As buscas por Ágatha Isabelly, de 6 anos, e Allan Michael, de 4, passam a priorizar a investigação policial, reforçada por ferramentas como o protocolo Amber Alert, utilizado para ampliar a divulgação de informações nas redes sociais.

A força-tarefa que procura pelos irmãos Ágatha Isabelly, de 6 anos, e Allan Michael, de 4, desaparecidos desde 4 de janeiro, passou a ser feita de forma mais direcionada, com foco na investigação policial e na adoção de ferramentas que possam ajudar na localização das crianças. Entre os recursos usados está o protocolo Amber Alert, coordenado pela Polícia Civil do Maranhão.

O sistema Amber Alert emite alertas emergenciais em casos de desaparecimento ou sequestro de crianças e utiliza plataformas da Meta, como Facebook e Instagram, para divulgar informações e imagens das vítimas em um raio de até 200 quilômetros do local do desaparecimento.

De acordo com o secretário de Segurança Pública do Maranhão, Maurício Martins, o uso do Amber Alert é considerado essencial para ampliar o alcance das buscas pelos irmãos.

O alerta é ativado por meio do Ministério da Justiça e Segurança Pública (MJSP) e permanece ativo no feed de usuários da região. As notificações incluem dados como nome, características físicas e contato para envio de informações.

As buscas pelos irmãos Ágatha e Allan completam 22 dias neste domingo (25) e passaram por uma mudança na estratégia na última semana, segundo as autoridades. Após o depoimento do primo de 8 anos que estava com as crianças e com a ausência de vestígios nas áreas vasculhadas, as buscas serão reduzidas, enquanto a investigação policial será intensificada.

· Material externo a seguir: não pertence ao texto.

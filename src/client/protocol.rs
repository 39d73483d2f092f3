//! Wire types for `POST /api/nutrition`, as seen from the chat client.

use std::fmt;

use serde::{Deserialize, Serialize};

pub const NOT_FOUND_TEXT: &str = "Food not found";

/// Request body. `weight_g` is absent when no weight was typed and `null`
/// when the typed weight has no leading integer.
#[derive(Debug, Clone, PartialEq, Serialize)]
pub struct NutritionQuery {
    pub query: String,
    #[serde(skip_serializing_if = "Option::is_none")]
    pub weight_g: Option<Option<i64>>,
}

impl NutritionQuery {
    /// Both inputs are expected trimmed.
    pub fn new(query: &str, weight_text: &str) -> Self {
        let weight_g = if weight_text.is_empty() {
            None
        } else {
            Some(leading_int(weight_text))
        };
        Self {
            query: query.to_string(),
            weight_g,
        }
    }
}

/// Leading integer of `s`: optional sign, then the run of ASCII digits up
/// to the first other character. `"12.5"` is 12, `"g12"` has none.
pub fn leading_int(s: &str) -> Option<i64> {
    let s = s.trim_start();
    let (sign, rest) = match s.as_bytes().first() {
        Some(b'-') => (-1, &s[1..]),
        Some(b'+') => (1, &s[1..]),
        _ => (1, s),
    };
    let end = rest
        .find(|c: char| !c.is_ascii_digit())
        .unwrap_or(rest.len());
    rest[..end].parse::<i64>().ok().map(|n| sign * n)
}

/// A reply value shown as the server sent it.
#[derive(Debug, Clone, PartialEq, Deserialize)]
#[serde(untagged)]
pub enum Quantity {
    Number(f64),
    Text(String),
}

impl fmt::Display for Quantity {
    fn fmt(&self, f: &mut fmt::Formatter<'_>) -> fmt::Result {
        match self {
            // shortest round-trip form: 248.0 prints as 248, 46.5 as 46.5
            Quantity::Number(n) => write!(f, "{}", n),
            Quantity::Text(s) => f.write_str(s),
        }
    }
}

#[derive(Debug, Clone, PartialEq)]
pub struct NutritionFacts {
    pub matched_name: String,
    pub weight_g: Quantity,
    pub calories: Quantity,
    pub protein: Quantity,
    pub carbs: Quantity,
    pub fat: Quantity,
}

/// Decoded reply, discriminated by the `ok` flag. A missing or null `ok`
/// counts as a failure.
#[derive(Debug, Clone, PartialEq, Deserialize)]
#[serde(try_from = "RawReply")]
pub enum NutritionReply {
    Success(NutritionFacts),
    Failure { message: Option<String> },
}

#[derive(Deserialize)]
struct RawReply {
    ok: Option<bool>,
    matched_name: Option<String>,
    weight_g: Option<Quantity>,
    calories: Option<Quantity>,
    protein: Option<Quantity>,
    carbs: Option<Quantity>,
    fat: Option<Quantity>,
    message: Option<String>,
}

fn required<T>(v: Option<T>, field: &str) -> Result<T, String> {
    v.ok_or_else(|| format!("successful reply without `{}`", field))
}

impl TryFrom<RawReply> for NutritionReply {
    type Error = String;

    fn try_from(raw: RawReply) -> Result<Self, Self::Error> {
        if raw.ok != Some(true) {
            return Ok(NutritionReply::Failure {
                message: raw.message,
            });
        }
        Ok(NutritionReply::Success(NutritionFacts {
            matched_name: required(raw.matched_name, "matched_name")?,
            weight_g: required(raw.weight_g, "weight_g")?,
            calories: required(raw.calories, "calories")?,
            protein: required(raw.protein, "protein")?,
            carbs: required(raw.carbs, "carbs")?,
            fat: required(raw.fat, "fat")?,
        }))
    }
}

impl NutritionReply {
    /// Chat text for this reply.
    pub fn render(&self) -> String {
        match self {
            NutritionReply::Success(f) => format!(
                "{} ({}g)\nCalories:{} Protein:{} Carbs:{} Fat:{}",
                f.matched_name, f.weight_g, f.calories, f.protein, f.carbs, f.fat
            ),
            NutritionReply::Failure { message } => match message.as_deref() {
                Some(m) if !m.is_empty() => m.to_string(),
                _ => NOT_FOUND_TEXT.to_string(),
            },
        }
    }
}
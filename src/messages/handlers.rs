use axum::{
    extract::{Query, State},
    routing::get,
    Json, Router,
};
use tracing::instrument;

use super::dto::{HistoryParams, HistoryResponse};
use super::repo;
use crate::{error::AppError, state::AppState};

pub fn history_routes() -> Router<AppState> {
    Router::new().route("/api/history", get(history))
}

#[instrument(skip(state))]
pub async fn history(
    State(state): State<AppState>,
    Query(params): Query<HistoryParams>,
) -> Result<Json<HistoryResponse>, AppError> {
    let messages = repo::recent(&state.db, params.limit()).await?;
    Ok(Json(HistoryResponse { ok: true, messages }))
}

Mesmo com a mudança na estratégia, as buscas no rio Mearim seguem em andamento, e equipes especializadas continuam em prontidão para atuar em áreas de mata e lago. Nos primeiros 20 dias de buscas pelas crianças, a força-tarefa percorreu mais de 200 quilômetros em operações por terra e por água, incluindo áreas de mata fechada e de difícil acesso. Mais de mil pessoas, entre agentes das forças de segurança estadual e federal, além de voluntários, participaram das ações.

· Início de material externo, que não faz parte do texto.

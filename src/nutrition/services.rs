use lazy_static::lazy_static;
use regex::Regex;
use sqlx::SqlitePool;
use tracing::debug;

use super::matching::FoodIndex;
use crate::catalog::repo::{self, FoodRow};

pub const DEFAULT_WEIGHT_G: i64 = 100;

const MATCH_CUTOFF: f64 = 0.5;
const SUGGEST_CUTOFF: f64 = 0.4;
const SUGGEST_LIMIT: usize = 5;

/// Pulls the first `<digits>[ ]g|gram|grams` out of free text. Returns the
/// remaining text, trimmed, and the weight (100 g if absent or zero, never
/// below 1).
pub fn parse_query(text: &str) -> (String, i64) {
    lazy_static! {
        static ref WEIGHT_RE: Regex = Regex::new(r"(?i)(\d{1,5})\s*(grams|gram|g)?").unwrap();
    }
    let mut rest = text.to_string();
    let mut weight = None;
    if let Some(caps) = WEIGHT_RE.captures(text) {
        if let (Some(all), Some(digits)) = (caps.get(0), caps.get(1)) {
            if let Ok(w) = digits.as_str().parse::<i64>() {
                weight = Some(w);
                rest = format!("{}{}", &text[..all.start()], &text[all.end()..]);
            }
        }
    }
    let weight = match weight {
        Some(w) if w != 0 => w,
        _ => DEFAULT_WEIGHT_G,
    };
    (rest.trim().to_string(), weight.max(1))
}

#[derive(Debug, Clone)]
pub struct FoodMatch {
    pub food: FoodRow,
    pub name: String,
    pub confidence: f64,
}

/// Exact (case-insensitive) name first, then the best fuzzy match.
pub async fn find_food(
    db: &SqlitePool,
    index: &FoodIndex,
    query: &str,
) -> anyhow::Result<Option<FoodMatch>> {
    let q = query.trim();
    if q.is_empty() {
        return Ok(None);
    }
    if let Some(food) = repo::find_by_name_ci(db, q).await? {
        let name = food.food_name.clone();
        return Ok(Some(FoodMatch {
            food,
            name,
            confidence: 1.0,
        }));
    }
    let Some(best) = index.close_matches(q, 3, MATCH_CUTOFF).into_iter().next() else {
        return Ok(None);
    };
    let Some(food) = repo::find_by_name(db, &best).await? else {
        return Ok(None);
    };
    let confidence = if best.to_lowercase().contains(&q.to_lowercase()) {
        0.85
    } else {
        0.7
    };
    debug!(query = q, matched = %best, confidence, "fuzzy food match");
    Ok(Some(FoodMatch {
        food,
        name: best,
        confidence,
    }))
}

pub fn suggestions(index: &FoodIndex, query: &str) -> Vec<String> {
    index.close_matches(query, SUGGEST_LIMIT, SUGGEST_CUTOFF)
}

pub fn not_found_message(suggestions: &[String]) -> String {
    let mut msg = String::from("Food not found.");
    if !suggestions.is_empty() {
        msg.push_str(" Did you mean: ");
        msg.push_str(&suggestions.join(", "));
    }
    msg
}

/// Two decimals, exact halves to even (`0.125` becomes `0.12`).
fn round2(v: f64) -> f64 {
    (v * 100.0).round_ties_even() / 100.0
}

/// Integral values keep one decimal (`178.0`, `0.0`).
fn decimal(v: f64) -> String {
    if v.is_finite() && v.fract() == 0.0 {
        format!("{:.1}", v)
    } else {
        v.to_string()
    }
}

/// Macros scaled from the per-100 g catalog values to `weight_g`.
#[derive(Debug, Clone, Copy, PartialEq)]
pub struct Portion {
    pub calories: f64,
    pub protein: f64,
    pub carbs: f64,
    pub fat: f64,
}

impl Portion {
    pub fn scale(food: &FoodRow, weight_g: i64) -> Self {
        let factor = weight_g as f64 / 100.0;
        let at = |v: Option<f64>| round2(v.unwrap_or(0.0) * factor);
        Self {
            calories: at(food.calories),
            protein: at(food.protein),
            carbs: at(food.carbs),
            fat: at(food.fat),
        }
    }

    pub fn describe(&self, name: &str, weight_g: i64) -> String {
        format!(
            "{} ({}g) Calories:{} Protein:{} Carbs:{} Fat:{}",
            name,
            weight_g,
            decimal(self.calories),
            decimal(self.protein),
            decimal(self.carbs),
            decimal(self.fat)
        )
    }
}

#[cfg(test)]
mod tests {
    use super::*;

    #[test]
    fn weight_is_extracted_from_text() {
        assert_eq!(parse_query("chicken 150g"), ("chicken".to_string(), 150));
        assert_eq!(parse_query("chicken 150 grams"), ("chicken".to_string(), 150));
        assert_eq!(parse_query("200G salmon"), ("salmon".to_string(), 200));
    }

    #[test]
    fn missing_or_zero_weight_defaults() {
        assert_eq!(parse_query("banana"), ("banana".to_string(), 100));
        assert_eq!(parse_query("banana 0g"), ("banana".to_string(), 100));
        assert_eq!(parse_query("   "), (String::new(), 100));
    }

    #[test]
    fn only_first_number_counts() {
        // at most five digits are taken
        assert_eq!(parse_query("rice 1234567"), ("rice 67".to_string(), 12345));
        assert_eq!(parse_query("2 eggs 50g"), ("eggs 50g".to_string(), 2));
    }

    #[test]
    fn not_found_lists_suggestions() {
        assert_eq!(not_found_message(&[]), "Food not found.");
        assert_eq!(
            not_found_message(&["apple".into(), "apple pie".into()]),
            "Food not found. Did you mean: apple, apple pie"
        );
    }

    fn row(calories: f64) -> FoodRow {
        FoodRow {
            id: 1,
            food_name: "chicken breast".into(),
            calories: Some(calories),
            protein: Some(31.0),
            carbs: Some(0.0),
            fat: None,
        }
    }

    #[test]
    fn portion_scales_and_rounds() {
        let p = Portion::scale(&row(165.0), 150);
        assert_eq!(p.calories, 247.5);
        assert_eq!(p.protein, 46.5);
        assert_eq!(p.carbs, 0.0);
        assert_eq!(p.fat, 0.0);

        let p = Portion::scale(&row(33.333), 100);
        assert_eq!(p.calories, 33.33);
    }

    #[test]
    fn exact_halves_round_to_even() {
        let food = FoodRow {
            protein: Some(0.5),
            carbs: Some(1.5),
            ..row(1.0)
        };
        let p = Portion::scale(&food, 25);
        assert_eq!(p.protein, 0.12);
        assert_eq!(p.carbs, 0.38);
        assert_eq!(p.calories, 0.25);
    }

    #[test]
    fn portion_text() {
        let p = Portion::scale(&row(165.0), 150);
        assert_eq!(
            p.describe("chicken breast", 150),
            "chicken breast (150g) Calories:247.5 Protein:46.5 Carbs:0.0 Fat:0.0"
        );
        let p = Portion::scale(&row(89.0), 200);
        assert!(p.describe("banana", 200).starts_with("banana (200g) Calories:178.0 "));
    }

    #[tokio::test]
    async fn exact_then_fuzzy_lookup() {
        use crate::catalog::{repo::insert_many, FoodRecord};

        let db = crate::db::memory().await;
        let foods = ["chicken breast", "grilled chicken breast", "salmon"].map(|n| FoodRecord {
            name: n.into(),
            calories: 100.0,
            protein: 10.0,
            carbs: 1.0,
            fat: 1.0,
        });
        insert_many(&db, &foods).await.unwrap();
        let index = FoodIndex::new(repo::list_names(&db).await.unwrap());

        let m = find_food(&db, &index, "Chicken Breast").await.unwrap().unwrap();
        assert_eq!(m.name, "chicken breast");
        assert_eq!(m.confidence, 1.0);

        let m = find_food(&db, &index, "salmn").await.unwrap().unwrap();
        assert_eq!(m.name, "salmon");
        assert_eq!(m.confidence, 0.7);

        let m = find_food(&db, &index, "grilled chicken").await.unwrap().unwrap();
        assert_eq!(m.name, "grilled chicken breast");
        assert_eq!(m.confidence, 0.85);

        assert!(find_food(&db, &index, "zzzz").await.unwrap().is_none());
        assert!(find_food(&db, &index, "  ").await.unwrap().is_none());
    }
}
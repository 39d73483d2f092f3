use std::sync::Arc;

use behealthy::catalog::{repo, FoodRecord};
use behealthy::nutrition::matching::FoodIndex;
use behealthy::state::AppState;

pub fn food(name: &str, calories: f64, protein: f64, carbs: f64, fat: f64) -> FoodRecord {
    FoodRecord {
        name: name.into(),
        calories,
        protein,
        carbs,
        fat,
    }
}

/// In-memory service state with a small fixed catalog.
pub async fn state() -> AppState {
    let db = behealthy::db::connect("sqlite::memory:").await.unwrap();
    behealthy::db::migrate(&db).await.unwrap();
    repo::insert_many(
        &db,
        &[
            food("chicken breast", 165.0, 31.0, 0.0, 3.6),
            food("grilled chicken breast", 170.0, 30.0, 0.0, 4.0),
            food("salmon", 208.0, 20.4, 0.0, 13.4),
            food("banana", 89.0, 1.1, 23.0, 0.3),
        ],
    )
    .await
    .unwrap();
    let foods = FoodIndex::new(repo::list_names(&db).await.unwrap());

    AppState::from_parts(db, Arc::new(foods))
}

O menino de 8 anos que estava desaparecido na mata por cerca de três dias deu pistas importantes que ajudaram a reconstruir parte do trajeto feito pelas crianças dentro da mata e a esclarecer o momento em que o grupo teria se separado. As informações proporcionadas por ele foram cruciais para a continuidade das buscas.

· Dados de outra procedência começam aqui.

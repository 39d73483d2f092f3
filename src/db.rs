use std::str::FromStr;

use anyhow::Context;
use sqlx::sqlite::{SqliteConnectOptions, SqlitePoolOptions};
use sqlx::SqlitePool;

pub async fn connect(database_url: &str) -> anyhow::Result<SqlitePool> {
    let options = SqliteConnectOptions::from_str(database_url)
        .with_context(|| format!("parse database url {}", database_url))?
        .create_if_missing(true);

    let mut pool = SqlitePoolOptions::new().max_connections(10);
    if database_url.contains(":memory:") {
        // an in-memory database lives and dies with its single connection
        pool = pool
            .max_connections(1)
            .idle_timeout(None)
            .max_lifetime(None);
    }

    let db = pool
        .connect_with(options)
        .await
        .context("connect to database")?;
    Ok(db)
}

pub async fn migrate(db: &SqlitePool) -> anyhow::Result<()> {
    sqlx::migrate!("./migrations")
        .run(db)
        .await
        .context("run migrations")?;
    Ok(())
}

#[cfg(test)]
pub(crate) async fn memory() -> SqlitePool {
    let db = connect("sqlite::memory:").await.unwrap();
    migrate(&db).await.unwrap();
    db
}

#[cfg(test)]
mod tests {
    #[tokio::test]
    async fn memory_database_has_schema() {
        let db = super::memory().await;
        let n: i64 = sqlx::query_scalar("SELECT COUNT(*) FROM nutrition")
            .fetch_one(&db)
            .await
            .unwrap();
        assert_eq!(n, 0);
        let n: i64 = sqlx::query_scalar("SELECT COUNT(*) FROM messages")
            .fetch_one(&db)
            .await
            .unwrap();
        assert_eq!(n, 0);
    }
}
use std::io::Write;
use std::sync::Arc;

use tokio::io::{AsyncBufRead, AsyncBufReadExt, BufReader};
use tokio::task::JoinSet;
use tracing::{info, warn};

use super::chat::{ChatEntry, ChatForm, ChatSurface, NutritionChatClient, Role};

/// Prints entries to stdout as they are appended.
pub struct TerminalSurface;

impl TerminalSurface {
    pub fn format(entry: &ChatEntry) -> String {
        let prefix = match entry.role {
            Role::User => "you> ",
            Role::Bot => "bot> ",
        };
        entry
            .text
            .lines()
            .enumerate()
            .map(|(i, line)| {
                if i == 0 {
                    format!("{}{}", prefix, line)
                } else {
                    format!("     {}", line)
                }
            })
            .collect::<Vec<_>>()
            .join("\n")
    }
}

impl ChatSurface for TerminalSurface {
    fn show(&self, entry: &ChatEntry) {
        let mut out = std::io::stdout().lock();
        // a closed stdout only loses display, the log keeps the entry
        let _ = writeln!(out, "{}", Self::format(entry));
        let _ = out.flush();
    }
}

/// Reads `<food>` or `<food> | <grams>` lines from stdin until EOF or
/// `/quit`. Each line is looked up in its own task so a slow reply never
/// blocks the next question.
pub async fn run(client: Arc<NutritionChatClient>) -> anyhow::Result<()> {
    run_from(client, BufReader::new(tokio::io::stdin())).await
}

/// Chat loop over any line source. Invalid UTF-8 is decoded lossily. A read
/// error stops reading, but every lookup already begun still gets its reply
/// before the error is returned.
pub async fn run_from<R>(client: Arc<NutritionChatClient>, mut input: R) -> anyhow::Result<()>
where
    R: AsyncBufRead + Unpin,
{
    let mut in_flight = JoinSet::new();
    let mut buf = Vec::new();

    let result = loop {
        buf.clear();
        match input.read_until(b'\n', &mut buf).await {
            Ok(0) => break Ok(()),
            Ok(_) => {}
            Err(e) => {
                warn!(error = %e, "stopped reading input");
                break Err(e);
            }
        }
        let line = String::from_utf8_lossy(&buf);
        if matches!(line.trim(), "/quit" | "/exit") {
            break Ok(());
        }
        let mut form = ChatForm::from_line(&line);
        if let Some(lookup) = client.begin(&mut form) {
            in_flight.spawn(lookup.run());
        }
    };

    if !in_flight.is_empty() {
        info!(pending = in_flight.len(), "waiting for outstanding lookups");
    }
    while in_flight.join_next().await.is_some() {}
    result?;
    Ok(())
}

#[cfg(test)]
mod tests {
    use super::*;
    use crate::client::chat::ChatLog;
    use crate::client::protocol::{NutritionQuery, NutritionReply};
    use crate::client::transport::{ClientError, NutritionTransport};
    use async_trait::async_trait;
    use std::io;
    use std::pin::Pin;
    use std::task::{Context, Poll};
    use std::time::Duration;
    use tokio::io::{AsyncRead, ReadBuf};

    /// Answers every query with its own name after a short delay.
    struct Echo;

    #[async_trait]
    impl NutritionTransport for Echo {
        async fn lookup(&self, q: &NutritionQuery) -> Result<NutritionReply, ClientError> {
            tokio::time::sleep(Duration::from_millis(20)).await;
            Ok(NutritionReply::Failure {
                message: Some(format!("re: {}", q.query)),
            })
        }
    }

    fn client() -> Arc<NutritionChatClient> {
        Arc::new(NutritionChatClient::new(Arc::new(Echo), ChatLog::new()))
    }

    fn texts(c: &NutritionChatClient) -> Vec<(Role, String)> {
        c.log().entries().into_iter().map(|e| (e.role, e.text)).collect()
    }

    /// Yields `data`, then fails every read.
    struct Broken {
        data: &'static [u8],
    }

    impl AsyncRead for Broken {
        fn poll_read(
            mut self: Pin<&mut Self>,
            _cx: &mut Context<'_>,
            buf: &mut ReadBuf<'_>,
        ) -> Poll<io::Result<()>> {
            if self.data.is_empty() {
                return Poll::Ready(Err(io::Error::new(io::ErrorKind::Other, "pipe gone")));
            }
            let n = self.data.len().min(buf.remaining());
            buf.put_slice(&self.data[..n]);
            self.data = &self.data[n..];
            Poll::Ready(Ok(()))
        }
    }

    #[tokio::test]
    async fn invalid_utf8_line_does_not_end_the_session() {
        let c = client();
        run_from(c.clone(), &b"apple\n\xff\nbanana\n"[..]).await.unwrap();

        let entries = texts(&c);
        let users: Vec<_> = entries.iter().filter(|(r, _)| *r == Role::User).collect();
        let bots: Vec<_> = entries[1..].iter().filter(|(r, _)| *r == Role::Bot).collect();
        assert_eq!(users.len(), 3);
        assert_eq!(bots.len(), 3);
        assert_eq!(users[0].1, "apple");
        assert_eq!(users[1].1, "\u{FFFD}");
        assert_eq!(users[2].1, "banana");
        assert!(bots.iter().any(|(_, t)| t == "re: banana"));
    }

    #[tokio::test]
    async fn read_error_waits_for_pending_lookups() {
        let c = client();
        let input = BufReader::new(Broken {
            data: b"apple\nbanana\n",
        });
        assert!(run_from(c.clone(), input).await.is_err());

        let mut bots: Vec<_> = texts(&c)
            .into_iter()
            .skip(1)
            .filter(|(r, _)| *r == Role::Bot)
            .map(|(_, t)| t)
            .collect();
        bots.sort();
        assert_eq!(bots, vec!["re: apple", "re: banana"]);
    }

    #[tokio::test]
    async fn quit_stops_reading() {
        let c = client();
        run_from(c.clone(), &b"milk\n/quit\nrice\n"[..]).await.unwrap();
        let users: Vec<_> = texts(&c)
            .into_iter()
            .filter(|(r, _)| *r == Role::User)
            .map(|(_, t)| t)
            .collect();
        assert_eq!(users, vec!["milk"]);
    }

    #[test]
    fn multi_line_entries_are_indented() {
        let entry = ChatEntry {
            role: Role::Bot,
            text: "Chicken Breast (150g)\nCalories:248 Protein:46 Carbs:0 Fat:5".into(),
        };
        assert_eq!(
            TerminalSurface::format(&entry),
            "bot> Chicken Breast (150g)\n     Calories:248 Protein:46 Carbs:0 Fat:5"
        );
    }

    #[test]
    fn user_entries_are_prefixed() {
        let entry = ChatEntry {
            role: Role::User,
            text: "banana".into(),
        };
        assert_eq!(TerminalSurface::format(&entry), "you> banana");
    }
}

O secretário de Segurança Pública do Maranhão, Maurício Martins, alertou sobre a disseminação de fake news relacionadas ao caso, destacando que qualquer informação diferente do que já foi divulgado é falsa. Espalhar boatos ou repassar informações falsas às autoridades pode prejudicar diretamente os trabalhos de busca e aumentar a dor da família. O apelo é para que apenas informações oficiais sejam compartilhadas e que a colaboração da população seja feita de forma responsável e solidária.